When I was 10 or so, I killed a duck.
It was a fucking accident alright?
My friend Amanda and I were playing in her backyard and behind her house was a canal. In Florida, we have a lot of canals. In said canals, there are water meters that look like ducks, very realistic coloring and whatnot. So. Amanda and I are in her backyard, swimming maybe, or perhaps.. I don’t even know, to be honest. All I know is we were in the backyard when we spot this duck meter in the canal. Amanda was a tough cookie even as a kid and she calls me out.
“You throw like a girl, Anaïs,” she said, her freckles dark in the sunlight.
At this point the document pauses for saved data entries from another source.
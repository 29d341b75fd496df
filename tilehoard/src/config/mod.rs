//! Configuration for tilehoard.
//!
//! A single JSON file lists the upstream servers, the named regions and the
//! download settings:
//!
//! ```json
//! {
//!   "settings": { "output_dir": "tiles", "concurrency": 8 },
//!   "servers": [
//!     { "name": "osm", "url": "https://tile.openstreetmap.org/{z}/{x}/{y}.png",
//!       "headers": { "User-Agent": "tilehoard/0.1" } }
//!   ],
//!   "regions": {
//!     "qatar": { "bbox": [50.0, 24.4, 52.0, 26.2], "min_zoom": 5, "max_zoom": 12,
//!                "description": "Qatar peninsula" }
//!   }
//! }
//! ```
//!
//! [`ConfigFile::validate`] turns the raw file into a [`ValidatedConfig`].

pub mod defaults;
mod file;
mod region;
mod settings;

pub use file::{
    resolve_config_path, ConfigError, ConfigFile, RegionConfig, ServerConfig, ValidatedConfig,
};
pub use region::Region;
pub use settings::DownloadSettings;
“I am a girl. Why isn’t that okay?” I sighed thinking about my terrible aim.
“I bet you couldn’t hit that duck out there.” She set her mouth into a prim line and there we were.
“It’s so far away, that’s not fair.” I knew I couldn’t hit that target even if I tried.
“You just know you can’t hit it.” What a bitch. She still is one from what I hear.
“Fine. Give me a ball or something.” I put my hands on my nonexistent hips.
She looked around and found no balls so she picked up a big rock from the side of the wooden fence and handed it to me.
“There you go, use this,” she said.
The rock was pretty big and I had to hold it with both hands. I didn’t want to do this, I knew I would miss and be laughed at forever but Amanda’s smug face made me swallow hard and walk towards the edge of the canal. Amanda followed close behind and stood behind me as I lifted the rock in my right hand, feeling the tiny muscles in my arm work overtime. I exhaled and threw it in the direction of the duck as hard as I could.
We watched it fly in the air and I realized halfway through its flight that it was going to hit. I was so excited, I had never hit anything I aimed for in my entire life. This was going to be glorious. Amanda looked shocked as she watched the rock head for the duck. I smiled as it hit its target only to hear the most awful noise my ears have ever been witness to.
KWAHSUIEWHRIO!*&YT#^R76TYOIUJ9OPMOIiujkshdfbeudibc98Y!U(HiuJKHP(&*Gv87ybi!!?!NU!Y!(*
That was the noise the duck made when the rock hit. Yes, the duck. Not the duck meter but the duck. Amanda and I stood in horror as it flapped around crazily for a full minute before it sunk underwater, water bubbles left in its wake. We looked at each other, hoping that the duck was just swimming maybe or getting a drink of water but no. We stood for a half hour and no duck. Amanda and I walked from the edge of the canal into her house in silence. We sat on the living room to play video games and didn’t say a word to each other the rest of the day. My mom picked me up after dinner and it was never mentioned again.
I had nightmares about a zombie duck coming to attack me for weeks. It would just quack at me but i knew exactly what it was saying: “You are a duck murdering bitch, Anaïs”. I didn’t tell anyone about these dreams or about the “duck murder” for years. When I finally did, the reactions ranged from hysterical laughter to horror. My mom is convinced that this is why ducks don’t seem to like me, they always give me the evil eye when I see them out in nature. I’m waiting for a bunch of them to corner me in a dark alley and let me have it. Fucking ducks.
But really, I feel terrible. It was a terrible accident and as a result, I can’t watch Ducktales or Mighty Ducks without feeling like an asshole. That Gordon Bombay is giving me judgmental looks that he should be reserving for Pacey. I don’t know. This isn’t really my fault but Amanda’s. Yeah, that’s what I’m going to tell people. That works, right?